She's already awake - he can hear music in the houseboat's interior, loud enough to be heard, but low enough to be conducive to conversation just the way she likes. Not Jazz, at least not today, he would find that her preferences in music run across a wide range of genres, though the former will always be her favorite. This hour typically finds her having just finished her morning swim and by the way the vessel hums underneath his feet, he's managed to catch The Surprise a few minutes after its return from more open ocean so its mistress can tread water even in the rain. Activity, too, he can hear footsteps padding around.

"Just a second!"

There's a thump, and an indecipherable curse, but it isn't long until the door swings open and there she is, Miss Reede, eyes lit with the emerald rush of blood-pumping exercise and her wet hair twisted in a loose knot at the nape. She hasn't even changed out of her swimsuit yet, but its telltale straps can be seen from underneath the tanktop she wears - a deep crimson red, its lines vanishing in the neckline and rendered all the more complicated still by the moonstone swinging from around her neck. There's a pair of shorts in her hand - she hasn't put them on yet, her sunkissed complexion pebbled by drops of seawater.

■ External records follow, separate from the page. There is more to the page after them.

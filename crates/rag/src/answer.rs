//! The answer surface: closed label set, grounded citations.

use serde::{Deserialize, Serialize};

use crate::error::RagError;

/// The closed label vocabulary. Anything else from a generator is a
/// contract violation, never passed through to callers.
#[derive(Debug, Clone, Copy, PartialEq, Eq, Serialize, Deserialize)]
#[serde(rename_all = "snake_case")]
pub enum AnswerLabel {
    LicenseRequired,
    NoLicenseRequired,
    Permitted,
    PermittedWithLicense,
    Prohibited,
    Unanswerable,
}

impl AnswerLabel {
    pub fn parse(s: &str) -> Result<Self, RagError> {
        match s.trim() {
            "license_required" => Ok(Self::LicenseRequired),
            "no_license_required" => Ok(Self::NoLicenseRequired),
            "permitted" => Ok(Self::Permitted),
            "permitted_with_license" => Ok(Self::PermittedWithLicense),
            "prohibited" => Ok(Self::Prohibited),
            "unanswerable" => Ok(Self::Unanswerable),
            other => Err(RagError::ContractViolation(format!(
                "label {other:?} outside the closed set"
            ))),
        }
    }
}

/// A grounded citation: a canonical section id (never an anchored child id)
/// plus the retrieval score that put it in context.
#[derive(Debug, Clone, PartialEq, Serialize, Deserialize)]
pub struct Citation {
    pub section_id: String,
    pub score: f32,
}

#[derive(Debug, Clone, Serialize, Deserialize)]
pub struct RagAnswer {
    pub label: AnswerLabel,
    pub answer: String,
    pub citations: Vec<Citation>,
    pub rationale: String,
    #[serde(default, skip_serializing_if = "Option::is_none")]
    pub refusal_reason: Option<String>,
    pub grounded: bool,
}

impl RagAnswer {
    /// The mandatory refusal shape: unanswerable, no citations, ungrounded.
    pub fn refusal(reason: &str, rationale: String) -> Self {
        Self {
            label: AnswerLabel::Unanswerable,
            answer: String::new(),
            citations: Vec::new(),
            rationale,
            refusal_reason: Some(reason.to_string()),
            grounded: false,
        }
    }
}

#[cfg(test)]
mod tests {
    use super::*;

    #[test]
    fn all_labels_parse_round_trip() {
        for s in [
            "license_required",
            "no_license_required",
            "permitted",
            "permitted_with_license",
            "prohibited",
            "unanswerable",
        ] {
            let label = AnswerLabel::parse(s).unwrap();
            assert_eq!(serde_json::to_string(&label).unwrap(), format!("\"{s}\""));
        }
    }

    #[test]
    fn unknown_label_is_contract_violation() {
        assert!(matches!(
            AnswerLabel::parse("maybe_allowed").unwrap_err(),
            RagError::ContractViolation(_)
        ));
    }

    #[test]
    fn refusal_shape_holds() {
        let r = RagAnswer::refusal("thin_retrieval", "0 docs retrieved".into());
        assert_eq!(r.label, AnswerLabel::Unanswerable);
        assert!(r.citations.is_empty());
        assert!(!r.grounded);
        assert_eq!(r.refusal_reason.as_deref(), Some("thin_retrieval"));
    }
}
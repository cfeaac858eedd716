//! KG emission: corpus + entity list → sorted, digest-addressed RDF.

use corpus::{ChunkKind, Corpus};
use governance::{canonical_json_bytes, sha256_hex};
use ident::{build_doc_iri, canonicalize_iri, graph_iri, ENTITY_NS, RESOURCE_NS, SCHEMA_NS};
use serde::{Deserialize, Serialize};
use tracing::info;

use crate::error::KgError;
use crate::manifest::{KgManifest, KG_SCHEMA_VERSION};
use crate::serialize::{to_nquads, to_ntriples};
use crate::triple::{
    Term, Triple, DCT_ISSUED, DCT_SOURCE, OWL_SAME_AS, PROV_WAS_DERIVED_FROM, P_ENTITY_KIND,
    P_ORDINAL, P_PART_OF, P_SCHEMA_VERSION, P_SECTION_ID, P_TEXT, RDFS_LABEL, RDF_TYPE,
    TYPE_ENTITY, TYPE_ONTOLOGY, TYPE_PARAGRAPH, TYPE_SECTION, XSD_DATETIME, XSD_INTEGER,
};

/// Default deterministic timestamp: 2000-01-01T00:00:00Z.
pub const DEFAULT_SOURCE_DATE_EPOCH: i64 = 946_684_800;

/// A screened-party or regulatory entity to mint under the entity
/// namespace. External identifiers become `owl:sameAs` links or literals,
/// never canonical IRIs.
#[derive(Debug, Clone, Serialize, Deserialize)]
pub struct EntityRecord {
    pub entity_id: String,
    pub label: String,
    pub kind: String,
    #[serde(default, skip_serializing_if = "Option::is_none")]
    pub source_url: Option<String>,
    #[serde(default, skip_serializing_if = "Vec::is_empty")]
    pub same_as: Vec<String>,
}

#[derive(Debug, Clone)]
pub struct EmitConfig {
    /// Seconds since the epoch used for every `dct:issued`. Canonical
    /// output never reads the wall clock.
    pub source_date_epoch: i64,
}

impl Default for EmitConfig {
    fn default() -> Self {
        Self {
            source_date_epoch: DEFAULT_SOURCE_DATE_EPOCH,
        }
    }
}

impl EmitConfig {
    /// Honor `SOURCE_DATE_EPOCH` when set, in the reproducible-builds
    /// convention; fall back to the pinned default otherwise.
    pub fn from_env() -> Self {
        let source_date_epoch = std::env::var("SOURCE_DATE_EPOCH")
            .ok()
            .and_then(|v| v.parse().ok())
            .unwrap_or(DEFAULT_SOURCE_DATE_EPOCH);
        Self { source_date_epoch }
    }

    pub fn issued_at(&self) -> String {
        chrono::DateTime::from_timestamp(self.source_date_epoch, 0)
            .unwrap_or_else(|| chrono::DateTime::from_timestamp(0, 0).expect("epoch"))
            .to_rfc3339_opts(chrono::SecondsFormat::Secs, true)
    }
}

/// An emitted snapshot: sorted triples, the content digest, and the
/// manifest binding digest ← inputs.
#[derive(Debug, Clone)]
pub struct KgSnapshot {
    pub triples: Vec<Triple>,
    pub digest: String,
    pub graph: String,
    pub manifest: KgManifest,
}

impl KgSnapshot {
    pub fn nquads(&self) -> String {
        to_nquads(&self.triples)
    }
}

/// Emit RDF for a corpus and entity list.
///
/// The digest is SHA-256 over the graph-independent canonical N-Triples,
/// because the named-graph IRI itself embeds the digest; the final quads
/// then carry `…/graph/kg/<digest>`.
pub fn emit_kg(
    corpus: &Corpus,
    entities: &[EntityRecord],
    cfg: &EmitConfig,
) -> Result<KgSnapshot, KgError> {
    let issued = cfg.issued_at();
    let snapshot_iri = format!(
        "{RESOURCE_NS}snapshot/{}",
        corpus.manifest.source_ref.replace(' ', "-")
    );

    // Graph is filled in after the digest is known.
    let mut triples: Vec<Triple> = Vec::new();
    let graph_placeholder = String::new();
    let push = |s: &str, p: &str, o: Term, triples: &mut Vec<Triple>| {
        triples.push(Triple::new(s, p, o, graph_placeholder.clone()));
    };

    // Ontology node pins the schema version and issue date.
    let ontology_iri = format!("{SCHEMA_NS}ontology");
    push(&ontology_iri, RDF_TYPE, Term::iri(TYPE_ONTOLOGY), &mut triples);
    push(
        &ontology_iri,
        P_SCHEMA_VERSION,
        Term::literal(KG_SCHEMA_VERSION),
        &mut triples,
    );
    push(
        &ontology_iri,
        DCT_ISSUED,
        Term::typed(&issued, XSD_DATETIME),
        &mut triples,
    );

    // Snapshot provenance node.
    push(&snapshot_iri, RDF_TYPE, Term::iri(TYPE_ONTOLOGY), &mut triples);
    push(
        &snapshot_iri,
        RDFS_LABEL,
        Term::literal(&corpus.manifest.source_ref),
        &mut triples,
    );
    push(
        &snapshot_iri,
        DCT_ISSUED,
        Term::typed(&issued, XSD_DATETIME),
        &mut triples,
    );

    for doc in &corpus.docs {
        let doc_iri = build_doc_iri(&doc.doc_id)?;
        let node_type = match doc.chunk_kind {
            ChunkKind::Section | ChunkKind::Subsection => TYPE_SECTION,
            ChunkKind::Paragraph => TYPE_PARAGRAPH,
        };
        push(&doc_iri, RDF_TYPE, Term::iri(node_type), &mut triples);
        push(
            &doc_iri,
            P_SECTION_ID,
            Term::literal(&doc.section_id),
            &mut triples,
        );
        push(&doc_iri, P_TEXT, Term::literal(&doc.text), &mut triples);
        let label = doc.title.as_deref().unwrap_or(&doc.section_id);
        push(&doc_iri, RDFS_LABEL, Term::literal(label), &mut triples);

        // Provenance minimum: every content node derives from the snapshot
        // and carries a source link.
        push(
            &doc_iri,
            PROV_WAS_DERIVED_FROM,
            Term::iri(&snapshot_iri),
            &mut triples,
        );
        let source = match &doc.url {
            // External references are literals, never canonical ids.
            Some(url) => Term::literal(url),
            None => Term::iri(&snapshot_iri),
        };
        push(&doc_iri, DCT_SOURCE, source, &mut triples);

        if let Some(parent_id) = &doc.parent_id {
            let parent_iri = build_doc_iri(parent_id)?;
            push(&doc_iri, P_PART_OF, Term::iri(&parent_iri), &mut triples);
        }
        if let Some(ordinal) = doc.ordinal {
            push(
                &doc_iri,
                P_ORDINAL,
                Term::typed(ordinal.to_string(), XSD_INTEGER),
                &mut triples,
            );
        }
    }

    for entity in entities {
        let entity_iri = format!("{ENTITY_NS}{}", entity.entity_id.replace(' ', "-"));
        push(&entity_iri, RDF_TYPE, Term::iri(TYPE_ENTITY), &mut triples);
        push(
            &entity_iri,
            RDFS_LABEL,
            Term::literal(&entity.label),
            &mut triples,
        );
        push(
            &entity_iri,
            P_ENTITY_KIND,
            Term::literal(&entity.kind),
            &mut triples,
        );
        push(
            &entity_iri,
            PROV_WAS_DERIVED_FROM,
            Term::iri(&snapshot_iri),
            &mut triples,
        );
        if let Some(url) = &entity.source_url {
            push(&entity_iri, DCT_SOURCE, Term::literal(url), &mut triples);
        }
        for external in &entity.same_as {
            push(&entity_iri, OWL_SAME_AS, Term::iri(external), &mut triples);
        }
    }

    assert_canonical(&triples)?;

    triples.sort_by(|a, b| a.sort_key().cmp(&b.sort_key()));
    triples.dedup();

    let digest = sha256_hex(to_ntriples(&triples).as_bytes());
    let graph = graph_iri(&digest);
    for triple in &mut triples {
        triple.graph = graph.clone();
    }

    let inputs_hash = sha256_hex(&canonical_json_bytes(&serde_json::json!({
        "corpus_digest": corpus.manifest.corpus_digest,
        "entities": entities,
        "schema_version": KG_SCHEMA_VERSION,
    }))?);

    info!(digest = %digest, triples = triples.len(), "kg_emitted");
    Ok(KgSnapshot {
        manifest: KgManifest {
            digest: digest.clone(),
            schema_version: KG_SCHEMA_VERSION.to_string(),
            inputs_hash,
            created_at: issued,
        },
        digest,
        graph,
        triples,
    })
}

/// Write the snapshot artifacts: canonical `kg.nq`, companion `kg.ttl`,
/// and the `.kgstate` manifest.
pub fn write_kg(snapshot: &KgSnapshot, dir: &std::path::Path) -> Result<(), KgError> {
    std::fs::create_dir_all(dir)?;
    std::fs::write(dir.join("kg.nq"), snapshot.nquads())?;
    std::fs::write(
        dir.join("kg.ttl"),
        crate::serialize::to_turtle(&snapshot.triples),
    )?;
    crate::manifest::write_manifest(dir, &snapshot.manifest)?;
    Ok(())
}

// No canonical output may carry a legacy IRI, and every minted subject must
// live under a canonical namespace.
pub(crate) fn assert_canonical(triples: &[Triple]) -> Result<(), KgError> {
    for triple in triples {
        for iri in [&triple.subject, &triple.predicate] {
            if canonicalize_iri(iri) != **iri {
                return Err(KgError::ContractViolation(format!(
                    "legacy iri in output: {iri}"
                )));
            }
        }
        if let Term::Iri(object) = &triple.object {
            if canonicalize_iri(object) != *object {
                return Err(KgError::ContractViolation(format!(
                    "legacy iri in output: {object}"
                )));
            }
        }
        let subject_ok = triple.subject.starts_with(RESOURCE_NS)
            || triple.subject.starts_with(ENTITY_NS)
            || triple.subject.starts_with(SCHEMA_NS);
        if !subject_ok {
            return Err(KgError::ContractViolation(format!(
                "non-canonical subject: {}",
                triple.subject
            )));
        }
    }
    Ok(())
}

#[cfg(test)]
pub(crate) mod tests {
    use super::*;
    use corpus::{build_corpus, CorpusConfig};

    pub(crate) fn fixture_corpus() -> Corpus {
        let dir = tempfile::tempdir().unwrap();
        let payload = concat!(
            "{\"section_id\":\"EAR-736.2(b)\",\"text\":\"General prohibitions.\"}\n",
            "{\"section_id\":\"EAR-744.1\",\"text\":\"Scope of controls.\"}\n",
            "{\"section_id\":\"EAR-772.1\",\"text\":\"Definitions.\"}\n",
        );
        let manifest = serde_json::json!({
            "manifest_version": "offline-snapshot.v1",
            "snapshot_id": "ecfr-2026-06-01",
            "created_at": "2026-06-01T00:00:00Z",
            "source": {
                "owner": "export-admin", "upstream": "https://www.ecfr.gov/",
                "approved_by": "compliance", "approved_at": "2026-06-02T00:00:00Z"
            },
            "scope": {"titles": ["15"], "parts": ["736", "744", "772"]},
            "payload": {
                "path": "snapshot.jsonl",
                "sha256": governance::sha256_hex(payload.as_bytes()),
                "size_bytes": payload.len()
            }
        });
        std::fs::write(dir.path().join("snapshot.jsonl"), payload).unwrap();
        std::fs::write(
            dir.path().join("manifest.json"),
            serde_json::to_vec(&manifest).unwrap(),
        )
        .unwrap();
        let snapshot = corpus::validate_snapshot(dir.path()).unwrap();
        build_corpus(&snapshot, &CorpusConfig::default()).unwrap()
    }

    #[test]
    fn emission_is_deterministic() {
        let corpus = fixture_corpus();
        let cfg = EmitConfig::default();
        let a = emit_kg(&corpus, &[], &cfg).unwrap();
        let b = emit_kg(&corpus, &[], &cfg).unwrap();
        assert_eq!(a.digest, b.digest);
        assert_eq!(a.nquads(), b.nquads());
    }

    #[test]
    fn graph_iri_embeds_snapshot_digest() {
        let corpus = fixture_corpus();
        let snapshot = emit_kg(&corpus, &[], &EmitConfig::default()).unwrap();
        assert_eq!(
            snapshot.graph,
            format!("https://ear.example.org/graph/kg/{}", snapshot.digest)
        );
        assert!(snapshot.triples.iter().all(|t| t.graph == snapshot.graph));
    }

    #[test]
    fn every_content_node_carries_provenance() {
        let corpus = fixture_corpus();
        let snapshot = emit_kg(&corpus, &[], &EmitConfig::default()).unwrap();
        for doc in &corpus.docs {
            let iri = build_doc_iri(&doc.doc_id).unwrap();
            assert!(
                snapshot
                    .triples
                    .iter()
                    .any(|t| t.subject == iri && t.predicate == PROV_WAS_DERIVED_FROM),
                "{iri} missing prov:wasDerivedFrom"
            );
            assert!(snapshot
                .triples
                .iter()
                .any(|t| t.subject == iri && t.predicate == DCT_SOURCE));
        }
    }

    #[test]
    fn entities_mint_same_as_links_not_canonical_ids() {
        let corpus = fixture_corpus();
        let entities = vec![EntityRecord {
            entity_id: "csl-12345".to_string(),
            label: "Example Trading Co".to_string(),
            kind: "entity_list".to_string(),
            source_url: Some("https://www.trade.gov/csl/12345".to_string()),
            same_as: vec!["https://www.wikidata.org/entity/Q1".to_string()],
        }];
        let snapshot = emit_kg(&corpus, &entities, &EmitConfig::default()).unwrap();
        let entity_iri = "https://ear.example.org/entity/csl-12345";
        assert!(snapshot
            .triples
            .iter()
            .any(|t| t.subject == entity_iri && t.predicate == OWL_SAME_AS));
        // The external URL stays a literal on dct:source.
        assert!(snapshot.triples.iter().any(|t| t.subject == entity_iri
            && t.predicate == DCT_SOURCE
            && matches!(&t.object, Term::Literal { value, .. } if value.contains("trade.gov"))));
    }

    #[test]
    fn issued_comes_from_source_date_epoch() {
        let corpus = fixture_corpus();
        let cfg = EmitConfig {
            source_date_epoch: 946_684_800,
        };
        let snapshot = emit_kg(&corpus, &[], &cfg).unwrap();
        assert_eq!(snapshot.manifest.created_at, "2000-01-01T00:00:00Z");
    }

    #[test]
    fn different_entities_change_inputs_hash_only_when_content_differs() {
        let corpus = fixture_corpus();
        let cfg = EmitConfig::default();
        let plain = emit_kg(&corpus, &[], &cfg).unwrap();
        let with_entity = emit_kg(
            &corpus,
            &[EntityRecord {
                entity_id: "e1".to_string(),
                label: "E1".to_string(),
                kind: "entity_list".to_string(),
                source_url: None,
                same_as: vec![],
            }],
            &cfg,
        )
        .unwrap();
        assert_ne!(plain.digest, with_entity.digest);
        assert_ne!(plain.manifest.inputs_hash, with_entity.manifest.inputs_hash);
    }
}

She blinks, surprise coloring her features, but he comes bearing gifts and her recovery is swift and immediate; she leans out from her threshold, her mouth slanting against his, hunger set alight by physical exertion - intent, for around at least a few seconds, to set him on fire.

Too brief, though - at least for her. And when she disentangles herself, she smiles at him with half-lid eyes.

"You need a towel," she says, somewhat breathless, stepping aside to let him in, the earlier kiss clearly the price of entry. "I'll get you one, I was just about to bury myself in my thesis." Mischief curls with her smile. "Good morning, by the way."

The rain is forgotten when Isabella opens the door. Alexander's gaze is appreciative and assessing, sweeping down her body, lingering on the length of her legs revealed, before coming back up to her face as she steps forward. He shifts his burden to one hand and one side so that he can wrap the other arm around her body and return the kiss without hesitation, and with a great deal of enthusiasm. "You taste like the ocean," he murmurs against her lips in satisfaction, before she disentangles herself. He licks his lips, still watching her unwaveringly, like he can relive the kiss just by the lingering taste of her.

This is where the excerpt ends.